= How to complete this task =
All lines in the records below that hold "CodegenWarning" are to be shown.

= Available data =
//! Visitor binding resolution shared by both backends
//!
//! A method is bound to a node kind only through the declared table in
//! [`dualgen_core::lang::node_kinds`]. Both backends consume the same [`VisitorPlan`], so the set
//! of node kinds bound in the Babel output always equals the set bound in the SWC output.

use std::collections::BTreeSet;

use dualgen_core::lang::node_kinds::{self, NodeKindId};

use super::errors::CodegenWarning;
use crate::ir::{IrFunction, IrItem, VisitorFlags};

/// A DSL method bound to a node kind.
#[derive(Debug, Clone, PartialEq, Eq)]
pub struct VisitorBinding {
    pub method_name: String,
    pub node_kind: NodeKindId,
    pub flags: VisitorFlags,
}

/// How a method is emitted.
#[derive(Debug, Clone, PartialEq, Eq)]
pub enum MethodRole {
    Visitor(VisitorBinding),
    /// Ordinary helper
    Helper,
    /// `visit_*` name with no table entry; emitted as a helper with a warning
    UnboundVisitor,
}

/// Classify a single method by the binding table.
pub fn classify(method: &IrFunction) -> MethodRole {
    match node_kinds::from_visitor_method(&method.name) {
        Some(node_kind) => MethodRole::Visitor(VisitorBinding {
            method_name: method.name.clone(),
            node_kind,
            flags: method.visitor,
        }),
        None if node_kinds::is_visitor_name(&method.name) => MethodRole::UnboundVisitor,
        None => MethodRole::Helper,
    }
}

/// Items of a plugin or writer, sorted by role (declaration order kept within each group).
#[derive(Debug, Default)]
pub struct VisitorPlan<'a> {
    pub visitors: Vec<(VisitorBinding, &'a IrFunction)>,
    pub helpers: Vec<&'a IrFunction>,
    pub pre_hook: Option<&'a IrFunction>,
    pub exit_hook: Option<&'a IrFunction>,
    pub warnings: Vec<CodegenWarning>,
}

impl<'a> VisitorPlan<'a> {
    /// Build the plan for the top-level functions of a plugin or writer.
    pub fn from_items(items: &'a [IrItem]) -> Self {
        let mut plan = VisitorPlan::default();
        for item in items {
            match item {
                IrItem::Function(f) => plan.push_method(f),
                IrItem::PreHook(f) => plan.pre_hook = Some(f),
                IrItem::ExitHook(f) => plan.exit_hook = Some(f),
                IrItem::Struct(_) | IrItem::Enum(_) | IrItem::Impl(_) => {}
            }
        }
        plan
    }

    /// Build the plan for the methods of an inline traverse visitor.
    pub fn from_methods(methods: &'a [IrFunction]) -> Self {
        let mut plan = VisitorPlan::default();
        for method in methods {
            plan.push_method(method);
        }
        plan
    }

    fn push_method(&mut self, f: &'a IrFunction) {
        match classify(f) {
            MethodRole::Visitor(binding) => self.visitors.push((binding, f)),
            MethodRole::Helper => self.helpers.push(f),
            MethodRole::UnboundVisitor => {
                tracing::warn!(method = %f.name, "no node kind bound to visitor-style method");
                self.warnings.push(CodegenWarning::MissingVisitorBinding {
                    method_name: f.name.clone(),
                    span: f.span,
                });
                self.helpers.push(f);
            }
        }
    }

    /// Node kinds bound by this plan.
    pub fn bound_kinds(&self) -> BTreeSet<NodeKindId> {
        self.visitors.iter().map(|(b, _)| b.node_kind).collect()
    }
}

= Response to the task =
use super::errors::CodegenWarning;
    pub warnings: Vec<CodegenWarning>,
                self.warnings.push(CodegenWarning::MissingVisitorBinding {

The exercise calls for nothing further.